Eur. Phys. J. B (2015) 88: 269
https://doi.org/10.1140/epjb/e2015-60391-y

Regular Article

Dimerized phase and entanglement in the one-dimensional spin-1 bilinear biquadratic model

¹ Department of Applied Physics, Xi’an Jiaotong University, Xi’an 710049, P.R. China
² School of Science, Xi’an Polytechnic University, Xi’an 710048, P.R. China
³ Laboratory of Forensic Medicine and Biomedical Information, Chongqing Medical University, Chongqing 400016, P.R. China

^a e-mail: chenaiminxa@163.com

Received: 17 May 2015
Received in final form: 29 July 2015
Published online: 21 October 2015

Abstract

Dimerized phase and quantum entanglement are investigated in the one-dimensional spin-1 bilinear biquadratic model.

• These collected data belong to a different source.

//! HTTP handlers for vendor endpoints

use axum::{
    extract::{Path, State},
    http::StatusCode,
    Json,
};
use uuid::Uuid;

use crate::error::AppResult;
use crate::services::vendors::{CreateVendorInput, UpdateVendorInput, VendorService};
use crate::AppState;
use shared::models::Vendor;

/// Create a vendor
pub async fn create_vendor(
    State(state): State<AppState>,
    Json(input): Json<CreateVendorInput>,
) -> AppResult<Json<Vendor>> {
    let service = VendorService::new(state.db);
    let vendor = service.create_vendor(input).await?;
    Ok(Json(vendor))
}

/// Get a vendor
pub async fn get_vendor(
    State(state): State<AppState>,
    Path(vendor_id): Path<Uuid>,
) -> AppResult<Json<Vendor>> {
    let service = VendorService::new(state.db);
    let vendor = service.get_vendor(vendor_id).await?;
    Ok(Json(vendor))
}

/// List all vendors
pub async fn list_vendors(State(state): State<AppState>) -> AppResult<Json<Vec<Vendor>>> {
    let service = VendorService::new(state.db);
    let vendors = service.list_vendors().await?;
    Ok(Json(vendors))
}

/// Update a vendor
pub async fn update_vendor(
    State(state): State<AppState>,
    Path(vendor_id): Path<Uuid>,
    Json(input): Json<UpdateVendorInput>,
) -> AppResult<Json<Vendor>> {
    let service = VendorService::new(state.db);
    let vendor = service.update_vendor(vendor_id, input).await?;
    Ok(Json(vendor))
}

/// Delete a vendor
pub async fn delete_vendor(
    State(state): State<AppState>,
    Path(vendor_id): Path<Uuid>,
) -> AppResult<StatusCode> {
    let service = VendorService::new(state.db);
    service.delete_vendor(vendor_id).await?;
    Ok(StatusCode::NO_CONTENT)
}
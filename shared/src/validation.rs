//! Validation utilities for the Kitforge operations platform

use rust_decimal::Decimal;

use crate::models::{JobLine, MaterialLine};

/// Validate a stock or order quantity is strictly positive
pub fn validate_positive_quantity(quantity: Decimal) -> Result<(), &'static str> {
    if quantity <= Decimal::ZERO {
        return Err("Quantity must be positive");
    }
    Ok(())
}

/// Validate a minimum-stock level (zero allowed)
pub fn validate_min_stock_level(level: Decimal) -> Result<(), &'static str> {
    if level < Decimal::ZERO {
        return Err("Minimum stock level cannot be negative");
    }
    Ok(())
}

/// Validate a material/inventory name
pub fn validate_material_name(name: &str) -> Result<(), &'static str> {
    if name.trim().is_empty() {
        return Err("Name is required");
    }
    if name.len() > 200 {
        return Err("Name must be at most 200 characters");
    }
    Ok(())
}

/// Validate one material line of a kit list or packing container
pub fn validate_material_line(line: &MaterialLine) -> Result<(), &'static str> {
    validate_material_name(&line.name)?;
    validate_positive_quantity(line.quantity)?;
    if line.unit.trim().is_empty() {
        return Err("Unit is required");
    }
    Ok(())
}

/// Validate the source/target lines of a processing job
pub fn validate_job_lines(lines: &[JobLine]) -> Result<(), &'static str> {
    if lines.is_empty() {
        return Err("At least one line is required");
    }
    for line in lines {
        validate_material_name(&line.item_name)?;
        validate_positive_quantity(line.quantity)?;
    }
    Ok(())
}

#[cfg(test)]
mod tests {
    use super::*;

    #[test]
    fn test_validate_positive_quantity() {
        assert!(validate_positive_quantity(Decimal::from(1)).is_ok());
        assert!(validate_positive_quantity(Decimal::ZERO).is_err());
        assert!(validate_positive_quantity(Decimal::from(-3)).is_err());
    }

    #[test]
    fn test_validate_min_stock_level() {
        assert!(validate_min_stock_level(Decimal::ZERO).is_ok());
        assert!(validate_min_stock_level(Decimal::from(10)).is_ok());
        assert!(validate_min_stock_level(Decimal::from(-1)).is_err());
    }

    #[test]
    fn test_validate_material_name() {
        assert!(validate_material_name("LED").is_ok());
        assert!(validate_material_name("   ").is_err());
        assert!(validate_material_name(&"x".repeat(201)).is_err());
    }

    #[test]
    fn test_validate_job_lines() {
        assert!(validate_job_lines(&[]).is_err());
        let good = JobLine {
            item_name: "Resin".to_string(),
            quantity: Decimal::from(5),
            unit: "kg".to_string(),
        };
        assert!(validate_job_lines(std::slice::from_ref(&good)).is_ok());
        let bad = JobLine {
            quantity: Decimal::ZERO,
            ..good
        };
        assert!(validate_job_lines(&[bad]).is_err());
    }
}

Employing the infinite matrix product state representation, groundstate wavefunctions are numerically obtained by using the infinite time evolving block decimation method in the infinite lattice system. From a bipartite entanglement measure of the groundstates, i.e., von Neumann entropy, the phase transition points can be clearly extracted. Moreover, the even-bond and odd-bond von Neumann entropies show two different values in the spontaneous dimerized phase. It implies that the quantum entanglement can distinguish the two degenerate groundstates. Then, we define a dimer entropy in the spontaneous dimerized phase. Comparing to the dimer order parameter, the dimer entropy can play a role of a local order parameter to characterize the spontaneous dimerized phase.